He also shares the following 1981 quote from the father of the USA conservative movement, Barry Goldwater: “There is no position on which people are so immovable as their religious beliefs. There is no more powerful ally one can claim in a debate than Jesus Christ, or God, or Allah, or whatever one calls this Supreme Being. But like any powerful weapon, the use of God’s name on one’s behalf should be used sparingly. The religious factions that are growing throughout our land are not using their religious clout with wisdom. They are trying to force government leaders into following their position 100 percent. If you disagree with these religious groups on a particular moral issue, they complain, they threaten you with a loss of money or votes or both. I’m frankly sick and tired of these political preachers across this country telling me as a citizen that if I want to be a moral person, I must believe in A, B, C, and D. Just who do they think they are? And from where do they presume to claim the right to dictate their moral beliefs to me? And I am even more angry as a legislator who must endure the threats of every religious group who think it has some God-granted right to control my vote on every roll call in the Senate. I’m warning them today: I will fight them every step of the way if they try to dictate their moral convictions to all Americans in the name of conservatism.”

Today, Douglas Adams says that respected writers and politicians, particularly in the United States, are no longer willing to challenge religious ideas. They are not allowed to say those things. And yet, when you look at it rationally there is no reason why those ideas shouldn’t be as open to debate as any other. Fortunately, it was a Brit, Richard Dawkins, who had the courage to speak up, fervently believing that religious extremists are a serious threat to democracy and human betterment. His book, The God Delusion is easy to read and loaded with facts to support those assertions.

“Oh, but he’s an Atheist,” some will say. But be reminded that people like Einstein and Carl Sagan, to name just a few, did not believe in a personal god. However, that didn’t diminish the scientific data they accumulated and shared in their lifetime.

My mother, a hard-core Jehovah’s Witness, won’t read the book. Her church leaders tell her that it is “the work of the Devil.” That’s a pretty good reason why I think a thinking person would want to do otherwise.

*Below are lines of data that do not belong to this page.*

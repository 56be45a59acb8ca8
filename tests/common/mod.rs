//! Shared shaders and helpers for the integration tests.

use std::rc::Rc;

use material_runtime::{DummyBackend, Material};

/// Install the test logger once per binary.
pub fn init_logging() {
    let _ = env_logger::builder().is_test(true).try_init();
}

pub const VERTEX: &str = r#"#version 330 core
uniform mat4 model;
uniform mat4 view_projection;
uniform vec4 color;

void main() {
    gl_Position = view_projection * model * vec4(color.xyz, 1.0);
}
"#;

/// Fragment stage with `color` (shared with the vertex stage) and two samplers.
pub const FRAGMENT_TEXTURED: &str = r#"#version 330 core
uniform vec4 color;
uniform sampler2D tex0;
uniform sampler2D tex1;
uniform float blend;
out vec4 frag_color;

void main() {
    vec4 a = texture(tex0, vec2(0.5));
    vec4 b = texture(tex1, vec2(0.5));
    frag_color = mix(a, b, blend) * color;
}
"#;

/// Fragment stage declaring `color` and `tex`.
pub const FRAGMENT_COLOR_TEX: &str = r#"#version 330 core
uniform vec4 color;
uniform sampler2D tex;
out vec4 frag_color;

void main() {
    frag_color = texture(tex, vec2(0.5)) * color;
}
"#;

/// Fragment stage declaring only `color`.
pub const FRAGMENT_COLOR: &str = r#"#version 330 core
uniform vec4 color;
out vec4 frag_color;

void main() {
    frag_color = color;
}
"#;

/// Vertex stage without matrices, for materials whose slots are all in
/// the fragment stage.
pub const VERTEX_PLAIN: &str = r#"#version 330 core
layout(location = 0) in vec3 position;

void main() {
    gl_Position = vec4(position, 1.0);
}
"#;

pub fn compile(backend: &mut DummyBackend, name: &str, vertex: &str, fragment: &str) -> Rc<Material> {
    Rc::new(
        Material::compile_sources(backend, name, vertex, fragment)
            .expect("test material should compile"),
    )
}
//! Enumerable attribute schema for materials and instances.
//!
//! Editors and debug views list these instead of reflecting on the types.

use std::fmt;

use super::uniform::UniformValue;

/// Value of one attribute.
#[derive(Debug, Clone, PartialEq)]
pub enum AttributeValue {
    Text(String),
    Uniform(UniformValue),
}

impl fmt::Display for AttributeValue {
    fn fmt(&self, f: &mut fmt::Formatter<'_>) -> fmt::Result {
        match self {
            AttributeValue::Text(text) => f.write_str(text),
            AttributeValue::Uniform(UniformValue::Float(v)) => write!(f, "{v}"),
            AttributeValue::Uniform(UniformValue::Int(v)) => write!(f, "{v}"),
            AttributeValue::Uniform(UniformValue::Texture2D(texture)) => {
                write!(f, "texture({})", texture.raw())
            }
            AttributeValue::Uniform(value) => {
                let components = value.as_f32_slice().unwrap_or_default();
                let parts: Vec<String> = components.iter().map(f32::to_string).collect();
                write!(f, "{}({})", value.kind(), parts.join(", "))
            }
        }
    }
}

/// One named entry of an attribute schema.
#[derive(Debug, Clone, PartialEq)]
pub struct Attribute {
    pub name: String,
    pub value: AttributeValue,
    /// Whether an editor may change the value.
    pub read_only: bool,
}

impl Attribute {
    pub fn text(name: impl Into<String>, value: impl Into<String>) -> Self {
        Self {
            name: name.into(),
            value: AttributeValue::Text(value.into()),
            read_only: true,
        }
    }

    pub fn uniform(name: impl Into<String>, value: UniformValue) -> Self {
        Self {
            name: name.into(),
            value: AttributeValue::Uniform(value),
            read_only: false,
        }
    }
}

#[cfg(test)]
mod tests {
    use glam::{Vec2, Vec3};

    use super::*;
    use crate::backend::TextureHandle;

    #[test]
    fn test_display() {
        assert_eq!(Attribute::text("name", "brick").value.to_string(), "brick");
        assert_eq!(
            AttributeValue::Uniform(UniformValue::Vec2(Vec2::new(1.0, 0.5))).to_string(),
            "vec2(1, 0.5)"
        );
        assert_eq!(
            AttributeValue::Uniform(UniformValue::Vec3(Vec3::ZERO)).to_string(),
            "vec3(0, 0, 0)"
        );
        assert_eq!(
            AttributeValue::Uniform(UniformValue::Texture2D(TextureHandle::from_raw(3)))
                .to_string(),
            "texture(3)"
        );
        assert_eq!(AttributeValue::Uniform(UniformValue::Int(-2)).to_string(), "-2");
    }

    #[test]
    fn test_editability() {
        assert!(Attribute::text("material", "pbr").read_only);
        assert!(!Attribute::uniform("roughness", UniformValue::Float(0.5)).read_only);
    }
}
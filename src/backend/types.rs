//! Handle types shared between backends

/// Handle to a linked (or linkable) GPU program
#[derive(Debug, Clone, Copy, PartialEq, Eq, Hash)]
pub struct ProgramHandle(pub(crate) u64);

/// Handle to a compiled shader stage object
#[derive(Debug, Clone, Copy, PartialEq, Eq, Hash)]
pub struct ShaderHandle(pub(crate) u64);

/// Handle to a 2D texture
#[derive(Debug, Clone, Copy, PartialEq, Eq, Hash, Default)]
pub struct TextureHandle(pub(crate) u64);

impl TextureHandle {
    /// The "no texture" handle. Binding it unbinds the texture unit.
    pub const NULL: Self = Self(0);

    pub fn from_raw(raw: u64) -> Self {
        Self(raw)
    }

    pub fn raw(&self) -> u64 {
        self.0
    }

    pub fn is_null(&self) -> bool {
        self.0 == 0
    }
}

/// Resolved location of a uniform inside one linked program
#[derive(Debug, Clone, Copy, PartialEq, Eq, Hash)]
pub struct UniformLocation(pub(crate) u32);

impl UniformLocation {
    pub fn from_raw(raw: u32) -> Self {
        Self(raw)
    }

    pub fn raw(&self) -> u32 {
        self.0
    }
}

impl ProgramHandle {
    pub fn from_raw(raw: u64) -> Self {
        Self(raw)
    }

    pub fn raw(&self) -> u64 {
        self.0
    }
}

impl ShaderHandle {
    pub fn from_raw(raw: u64) -> Self {
        Self(raw)
    }

    pub fn raw(&self) -> u64 {
        self.0
    }
}
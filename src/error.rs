//! Error types for material building, linking and binding.
//!
//! Build-time errors (compile, link, parse) fail the material or instance
//! being built and are returned to the caller. Binding errors are reported
//! per uniform and never abort a whole draw.

use thiserror::Error;

use crate::backend::BackendError;
use crate::material::UniformKind;
use crate::shader::ShaderStage;

/// Errors produced by the material runtime.
#[derive(Error, Debug, Clone, PartialEq)]
pub enum MaterialError {
    /// A shader stage was rejected by the driver.
    #[error("material '{material}': {stage} shader failed to compile: {log}")]
    ShaderCompile {
        material: String,
        stage: ShaderStage,
        log: String,
    },

    /// The program could not be linked.
    #[error("material '{material}': program link failed: {log}")]
    ShaderLink { material: String, log: String },

    /// A `uniform` declaration used a type with no known uniform kind.
    #[error("unknown uniform type '{type_name}' for uniform '{name}'")]
    UnknownUniformType { type_name: String, name: String },

    /// The same uniform name was declared with two different types.
    #[error("uniform '{name}' redeclared as '{second}' (first declared as '{first}')")]
    ConflictingUniformDeclaration {
        name: String,
        first: String,
        second: String,
    },

    /// A sampler needed a texture unit beyond the configured limit.
    #[error("sampler '{name}' exceeds the limit of {limit} texture units")]
    TextureUnitsExhausted { name: String, limit: u32 },

    /// The instance has no valid material to link or bind against.
    #[error("material instance '{instance}' has no valid material")]
    MissingMaterial { instance: String },

    /// The material was deleted and has no program left.
    #[error("material '{material}' has been deleted")]
    MaterialDeleted { material: String },

    /// A value's kind does not match the uniform slot it was given to.
    #[error("uniform '{name}' expects {expected}, got {found}")]
    UniformTypeMismatch {
        name: String,
        expected: UniformKind,
        found: UniformKind,
    },

    /// No uniform with this name exists in the material registry.
    #[error("'{owner}' has no uniform variable '{name}'")]
    UnknownUniformName { owner: String, name: String },

    /// Text could not be converted into a uniform value.
    #[error("invalid {kind} value for '{name}': {reason}")]
    InvalidUniformValue {
        name: String,
        kind: UniformKind,
        reason: String,
    },

    /// An `#include` directive named a path that was never registered.
    #[error("include not found: \"{0}\"")]
    MissingInclude(String),

    /// A shader program name was never registered.
    #[error("shader '{0}' is not registered")]
    UnknownShader(String),

    /// A material instance data file could not be read.
    #[error("material instance data error: {0}")]
    InstanceData(String),

    /// Configuration could not be loaded.
    #[error("configuration error: {0}")]
    Config(String),

    /// The backend failed outside of shader compilation or linking.
    #[error(transparent)]
    Backend(#[from] BackendError),
}

pub type MaterialResult<T> = Result<T, MaterialError>;

#[cfg(test)]
mod tests {
    use super::*;

    #[test]
    fn test_error_display() {
        let err = MaterialError::ShaderCompile {
            material: "default".to_string(),
            stage: ShaderStage::Vertex,
            log: "0:3: error: unexpected '}'".to_string(),
        };
        assert_eq!(
            err.to_string(),
            "material 'default': vertex shader failed to compile: 0:3: error: unexpected '}'"
        );

        let err = MaterialError::UniformTypeMismatch {
            name: "color".to_string(),
            expected: UniformKind::Vec4,
            found: UniformKind::Float,
        };
        assert_eq!(err.to_string(), "uniform 'color' expects vec4, got float");

        let err = MaterialError::MaterialDeleted {
            material: "unlit".to_string(),
        };
        assert_eq!(err.to_string(), "material 'unlit' has been deleted");
    }

    #[test]
    fn test_backend_error_is_transparent() {
        let err: MaterialError = BackendError::ResourceCreationFailed("program".into()).into();
        assert_eq!(err.to_string(), "failed to create resource: program");
    }
}
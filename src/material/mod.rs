//! Materials, uniform slots and material instances.
//!
//! - [`Material`] compiles and links one GPU program and owns the ordered
//!   [`UniformRegistry`] discovered from its shader text.
//! - [`MaterialInstance`] links per-object overrides against a shared
//!   material and binds them in slot order.
//! - [`TextureUnitAllocator`] gives every sampler slot of a material its own
//!   texture unit.

mod attributes;
mod instance;
mod linker;
mod material;
mod slot;
mod texture_units;
mod uniform;

pub use attributes::{Attribute, AttributeValue};
pub use instance::MaterialInstance;
pub use linker::{link, LinkedUniforms, UniformBinding};
pub use material::{Material, MaterialDescriptor, DEFAULT_MAX_TEXTURE_UNITS};
pub use slot::{UniformRegistry, UniformSlot};
pub use texture_units::{TextureUnit, TextureUnitAllocator, GL_TEXTURE0};
pub use uniform::{TextureLookup, UniformKind, UniformOverrides, UniformValue};
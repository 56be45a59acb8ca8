//! Named shaders, textures, materials and material instance data.
//!
//! The registry is an explicit object passed to whoever builds materials;
//! nothing in the crate looks it up globally.

use std::collections::{BTreeMap, HashMap};
use std::path::Path;
use std::rc::Rc;

use crate::backend::{ShaderBackend, TextureHandle};
use crate::config::RuntimeConfig;
use crate::error::MaterialError;
use crate::material::{Material, MaterialDescriptor, MaterialInstance, TextureLookup};
use crate::shader::{ShaderComposer, ShaderDef, ShaderStage};

use super::instance_file::MaterialInstanceData;

/// Source text of one shader program.
#[derive(Debug, Clone, PartialEq, Eq)]
pub struct ShaderProgramSource {
    pub vertex: String,
    pub fragment: String,
}

impl ShaderProgramSource {
    pub fn new(vertex: impl Into<String>, fragment: impl Into<String>) -> Self {
        Self {
            vertex: vertex.into(),
            fragment: fragment.into(),
        }
    }

    /// One source holding both stages behind `#ifdef VERTEX` / `#ifdef FRAGMENT`.
    pub fn combined(source: impl Into<String>) -> Self {
        let source = source.into();
        Self {
            vertex: source.clone(),
            fragment: source,
        }
    }
}

/// Cache key: shader name plus defines sorted by name.
type MaterialKey = (String, Vec<(String, ShaderDef)>);

/// Owns the named resources materials and instances are built from.
#[derive(Debug)]
pub struct ResourceRegistry {
    config: RuntimeConfig,
    composer: ShaderComposer,
    shaders: HashMap<String, ShaderProgramSource>,
    textures: HashMap<String, TextureHandle>,
    instance_files: HashMap<String, String>,
    materials: HashMap<MaterialKey, Rc<Material>>,
}

impl ResourceRegistry {
    pub fn new(config: RuntimeConfig) -> Self {
        let composer = match &config.glsl_version {
            Some(version) => ShaderComposer::new().with_default_version(version.clone()),
            None => ShaderComposer::new(),
        };
        Self {
            config,
            composer,
            shaders: HashMap::new(),
            textures: HashMap::new(),
            instance_files: HashMap::new(),
            materials: HashMap::new(),
        }
    }

    pub fn config(&self) -> &RuntimeConfig {
        &self.config
    }

    /// Register a file that shaders can `#include`.
    pub fn register_include(&mut self, path: &str, source: &str) {
        self.composer.register_include(path, source);
    }

    pub fn register_shader(&mut self, name: impl Into<String>, source: ShaderProgramSource) {
        let name = name.into();
        log::debug!("registered shader '{name}'");
        self.shaders.insert(name, source);
    }

    pub fn shader(&self, name: &str) -> Option<&ShaderProgramSource> {
        self.shaders.get(name)
    }

    pub fn register_texture(&mut self, name: impl Into<String>, texture: TextureHandle) {
        self.textures.insert(name.into(), texture);
    }

    pub fn texture(&self, name: &str) -> Option<TextureHandle> {
        self.textures.get(name).copied()
    }

    /// Register material instance data text under a name.
    pub fn register_material_instance(&mut self, name: impl Into<String>, text: impl Into<String>) {
        self.instance_files.insert(name.into(), text.into());
    }

    /// Read a material instance data file, registered under its file stem.
    pub fn register_material_instance_file(&mut self, path: &Path) -> Result<String, MaterialError> {
        let name = path
            .file_stem()
            .and_then(|stem| stem.to_str())
            .ok_or_else(|| MaterialError::InstanceData(format!("{}: no file name", path.display())))?
            .to_string();
        let text = std::fs::read_to_string(path)
            .map_err(|e| MaterialError::InstanceData(format!("{}: {e}", path.display())))?;
        self.register_material_instance(name.clone(), text);
        Ok(name)
    }

    /// Get or build the material for a shader and a set of defines.
    ///
    /// Materials are cached per (shader, defines); define order does not
    /// matter. Failed builds are not cached.
    pub fn get_material(
        &mut self,
        backend: &mut dyn ShaderBackend,
        shader: &str,
        defines: &[(&str, ShaderDef)],
    ) -> Result<Rc<Material>, MaterialError> {
        let mut sorted: Vec<(String, ShaderDef)> = defines
            .iter()
            .map(|(name, def)| (name.to_string(), def.clone()))
            .collect();
        sorted.sort();
        sorted.dedup_by(|a, b| a.0 == b.0);
        let key = (shader.to_string(), sorted);

        if let Some(material) = self.materials.get(&key) {
            if material.is_loaded() {
                return Ok(Rc::clone(material));
            }
        }

        let source = self
            .shaders
            .get(shader)
            .ok_or_else(|| MaterialError::UnknownShader(shader.to_string()))?;

        // Material defines override global ones of the same name.
        let mut merged: BTreeMap<String, ShaderDef> = self.config.shader_defs().into_iter().collect();
        merged.extend(key.1.iter().cloned());
        let shader_defs: Vec<(&str, ShaderDef)> = merged
            .iter()
            .map(|(name, def)| (name.as_str(), def.clone()))
            .collect();
        let vertex = self
            .composer
            .compose(&source.vertex, ShaderStage::Vertex, &shader_defs)?;
        let fragment = self
            .composer
            .compose(&source.fragment, ShaderStage::Fragment, &shader_defs)?;

        let descriptor = MaterialDescriptor::new(material_name(shader, &key.1))
            .with_vertex(vertex)
            .with_fragment(fragment)
            .with_max_texture_units(self.config.max_texture_units);
        let material = Rc::new(Material::compile(backend, &descriptor)?);
        self.materials.insert(key, Rc::clone(&material));
        Ok(material)
    }

    /// Build a fresh instance from registered data.
    pub fn load_material_instance(
        &mut self,
        backend: &mut dyn ShaderBackend,
        name: &str,
    ) -> Result<MaterialInstance, MaterialError> {
        let text = self.instance_files.get(name).cloned().ok_or_else(|| {
            MaterialError::InstanceData(format!("material instance '{name}' is not registered"))
        })?;
        self.material_instance_from_str(backend, name, &text)
    }

    /// Build an instance from data file text.
    pub fn material_instance_from_str(
        &mut self,
        backend: &mut dyn ShaderBackend,
        name: &str,
        text: &str,
    ) -> Result<MaterialInstance, MaterialError> {
        log::info!("loading material instance '{name}'");
        let data = MaterialInstanceData::parse(text, &*self)?;

        let defines: Vec<(&str, ShaderDef)> = data
            .defines
            .iter()
            .map(|(define, def)| (define.as_str(), def.clone()))
            .collect();
        let material = match self.get_material(backend, &data.material, &defines) {
            Ok(material) => Some(material),
            Err(e) => {
                log::error!("material instance '{name}': {e}");
                None
            }
        };

        MaterialInstance::create(name, material, data.overrides)
    }

    /// Number of cached materials.
    pub fn material_count(&self) -> usize {
        self.materials.len()
    }

    /// Delete every cached material and empty the cache.
    pub fn delete_materials(&mut self, backend: &mut dyn ShaderBackend) {
        for (_, material) in self.materials.drain() {
            material.delete(backend);
        }
    }
}

impl TextureLookup for ResourceRegistry {
    fn texture(&self, name: &str) -> Option<TextureHandle> {
        self.textures.get(name).copied()
    }
}

fn material_name(shader: &str, defines: &[(String, ShaderDef)]) -> String {
    if defines.is_empty() {
        return shader.to_string();
    }
    let defines: Vec<&str> = defines.iter().map(|(name, _)| name.as_str()).collect();
    format!("{shader}[{}]", defines.join(","))
}
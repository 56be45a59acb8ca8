//! Material instance data files.
//!
//! A data file is TOML:
//!
//! ```toml
//! [material]
//! name = "pbr"
//!
//! [define]
//! USE_NORMAL_MAP = true
//!
//! [vec4]
//! base_color = [1.0, 0.5, 0.5, 1.0]
//!
//! [float]
//! roughness = "0.4"
//!
//! [sampler2D]
//! albedo = "bricks"
//! ```
//!
//! Every table other than `material` and `define` is named after a GLSL
//! type and lists uniform values of that type. Problems with single entries
//! are recorded as diagnostics and the entry is skipped.

use toml::Value;

use crate::error::MaterialError;
use crate::material::{TextureLookup, UniformKind, UniformOverrides, UniformValue};
use crate::shader::ShaderDef;

const MATERIAL_TABLE: &str = "material";
const DEFINE_TABLE: &str = "define";

/// Parsed contents of one material instance data file.
#[derive(Debug, Clone, Default, PartialEq)]
pub struct MaterialInstanceData {
    /// Name of the shader program the material is built from.
    pub material: String,
    /// Defines for the material, in name order.
    pub defines: Vec<(String, ShaderDef)>,
    pub overrides: UniformOverrides,
    /// Entries that were skipped.
    pub diagnostics: Vec<MaterialError>,
}

impl MaterialInstanceData {
    /// Parse a data file. Texture names resolve through `textures`.
    pub fn parse(text: &str, textures: &dyn TextureLookup) -> Result<Self, MaterialError> {
        let table: toml::Table = text
            .parse()
            .map_err(|e: toml::de::Error| MaterialError::InstanceData(e.to_string()))?;

        let mut data = Self::default();
        for (section, value) in &table {
            let Value::Table(entries) = value else {
                data.skip(MaterialError::InstanceData(format!(
                    "top-level key '{section}' is not a table"
                )));
                continue;
            };
            match section.as_str() {
                MATERIAL_TABLE => data.material = material_name(entries)?,
                DEFINE_TABLE => data.read_defines(entries),
                _ => data.read_uniforms(section, entries, textures),
            }
        }

        if data.material.is_empty() {
            return Err(MaterialError::InstanceData(
                "missing [material] name".to_string(),
            ));
        }
        Ok(data)
    }

    fn skip(&mut self, error: MaterialError) {
        log::warn!("material instance data: {error}, skipped");
        self.diagnostics.push(error);
    }

    fn read_defines(&mut self, entries: &toml::Table) {
        for (name, value) in entries {
            let def = match value {
                Value::Boolean(v) => ShaderDef::Bool(*v),
                Value::String(v) => ShaderDef::Text(v.clone()),
                Value::Integer(v) => match i32::try_from(*v) {
                    Ok(v) => ShaderDef::Int(v),
                    Err(_) => ShaderDef::Text(v.to_string()),
                },
                Value::Float(v) => ShaderDef::Text(v.to_string()),
                other => {
                    self.skip(MaterialError::InstanceData(format!(
                        "define '{name}' has unsupported value {other}"
                    )));
                    continue;
                }
            };
            self.defines.push((name.clone(), def));
        }
        self.defines.sort();
    }

    fn read_uniforms(&mut self, section: &str, entries: &toml::Table, textures: &dyn TextureLookup) {
        let Some(kind) = UniformKind::from_glsl(section) else {
            for name in entries.keys() {
                self.skip(MaterialError::UnknownUniformType {
                    type_name: section.to_string(),
                    name: name.clone(),
                });
            }
            return;
        };

        for (name, value) in entries {
            match uniform_value(name, kind, value, textures) {
                Ok(value) => {
                    self.overrides.insert(name.clone(), value);
                }
                Err(e) => self.skip(e),
            }
        }
    }
}

fn material_name(entries: &toml::Table) -> Result<String, MaterialError> {
    match entries.get("name") {
        Some(Value::String(name)) if !name.is_empty() => Ok(name.clone()),
        _ => Err(MaterialError::InstanceData(
            "[material] needs a non-empty string 'name'".to_string(),
        )),
    }
}

/// Convert one TOML value into a uniform value of `kind`.
fn uniform_value(
    name: &str,
    kind: UniformKind,
    value: &Value,
    textures: &dyn TextureLookup,
) -> Result<UniformValue, MaterialError> {
    let invalid = |reason: String| MaterialError::InvalidUniformValue {
        name: name.to_string(),
        kind,
        reason,
    };

    match (kind, value) {
        (_, Value::String(text)) => UniformValue::parse(name, kind, text, textures),
        (UniformKind::Int, Value::Integer(v)) => i32::try_from(*v)
            .map(UniformValue::Int)
            .map_err(|_| invalid(format!("{v} is out of range"))),
        (UniformKind::Float, Value::Integer(v)) => Ok(UniformValue::Float(*v as f32)),
        (UniformKind::Float, Value::Float(v)) => Ok(UniformValue::Float(*v as f32)),
        (_, Value::Array(items)) => {
            let components = items
                .iter()
                .map(|item| match item {
                    Value::Float(v) => Ok(*v as f32),
                    Value::Integer(v) => Ok(*v as f32),
                    other => Err(invalid(format!("{other} is not a number"))),
                })
                .collect::<Result<Vec<f32>, _>>()?;
            UniformValue::from_components(name, kind, &components)
        }
        (_, other) => Err(invalid(format!("unsupported value {other}"))),
    }
}

#[cfg(test)]
mod tests {
    use std::collections::HashMap;

    use glam::{Vec3, Vec4};

    use super::*;
    use crate::backend::TextureHandle;

    fn textures() -> HashMap<String, TextureHandle> {
        HashMap::from([("bricks".to_string(), TextureHandle::from_raw(7))])
    }

    #[test]
    fn test_parse_full_file() {
        let text = r#"
[material]
name = "pbr"

[define]
USE_NORMAL_MAP = true
MAX_LIGHTS = 4

[vec4]
base_color = [1.0, 0.5, 0.5, 1]

[vec3]
emissive = "0.1, 0.2 0.3"

[float]
roughness = "0.4"
metallic = 1

[int]
mode = 2

[sampler2D]
albedo = "bricks"
"#;
        let data = MaterialInstanceData::parse(text, &textures()).unwrap();

        assert_eq!(data.material, "pbr");
        assert_eq!(
            data.defines,
            [
                ("MAX_LIGHTS".to_string(), ShaderDef::Int(4)),
                ("USE_NORMAL_MAP".to_string(), ShaderDef::Bool(true)),
            ]
        );
        assert_eq!(data.overrides["base_color"], UniformValue::Vec4(Vec4::new(1.0, 0.5, 0.5, 1.0)));
        assert_eq!(data.overrides["emissive"], UniformValue::Vec3(Vec3::new(0.1, 0.2, 0.3)));
        assert_eq!(data.overrides["roughness"], UniformValue::Float(0.4));
        assert_eq!(data.overrides["metallic"], UniformValue::Float(1.0));
        assert_eq!(data.overrides["mode"], UniformValue::Int(2));
        assert_eq!(
            data.overrides["albedo"],
            UniformValue::Texture2D(TextureHandle::from_raw(7))
        );
        assert!(data.diagnostics.is_empty());
    }

    #[test]
    fn test_bad_entries_are_skipped() {
        let text = r#"
[material]
name = "unlit"

[vec2]
offset = [1.0]
scale = "1 1"

[samplerCube]
sky = "clouds"

[sampler2D]
missing = "nowhere"
"#;
        let data = MaterialInstanceData::parse(text, &textures()).unwrap();

        assert_eq!(data.overrides.len(), 1);
        assert!(data.overrides.contains_key("scale"));
        assert_eq!(data.diagnostics.len(), 3);
        assert!(data.diagnostics.iter().any(|e| matches!(
            e,
            MaterialError::UnknownUniformType { type_name, .. } if type_name == "samplerCube"
        )));
    }

    #[test]
    fn test_keys_are_case_sensitive() {
        let text = "[material]\nname = \"m\"\n[float]\nRoughness = 0.5\nroughness = 0.25\n";
        let data = MaterialInstanceData::parse(text, &textures()).unwrap();
        assert_eq!(data.overrides["Roughness"], UniformValue::Float(0.5));
        assert_eq!(data.overrides["roughness"], UniformValue::Float(0.25));
    }

    #[test]
    fn test_missing_material_name() {
        let result = MaterialInstanceData::parse("[float]\nx = 1.0\n", &textures());
        assert!(matches!(result, Err(MaterialError::InstanceData(_))));
    }

    #[test]
    fn test_invalid_toml() {
        let result = MaterialInstanceData::parse("[material\nname = ", &textures());
        assert!(matches!(result, Err(MaterialError::InstanceData(_))));
    }
}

What Richard Dawkins has to say and how he says it in The God Delusion is not only an important work of science, but a clear, articulate warning of what could happen if the current wave of passionate religious irrationality is allowed to continue unchecked. It is one of the best books I have read in the last ten years and I agree with the New York Times Book Review when it said that The God Delusion contained “Lots of good, hard-hitting stuff about the imbecilities of religious fanatics and frauds of all stripes.”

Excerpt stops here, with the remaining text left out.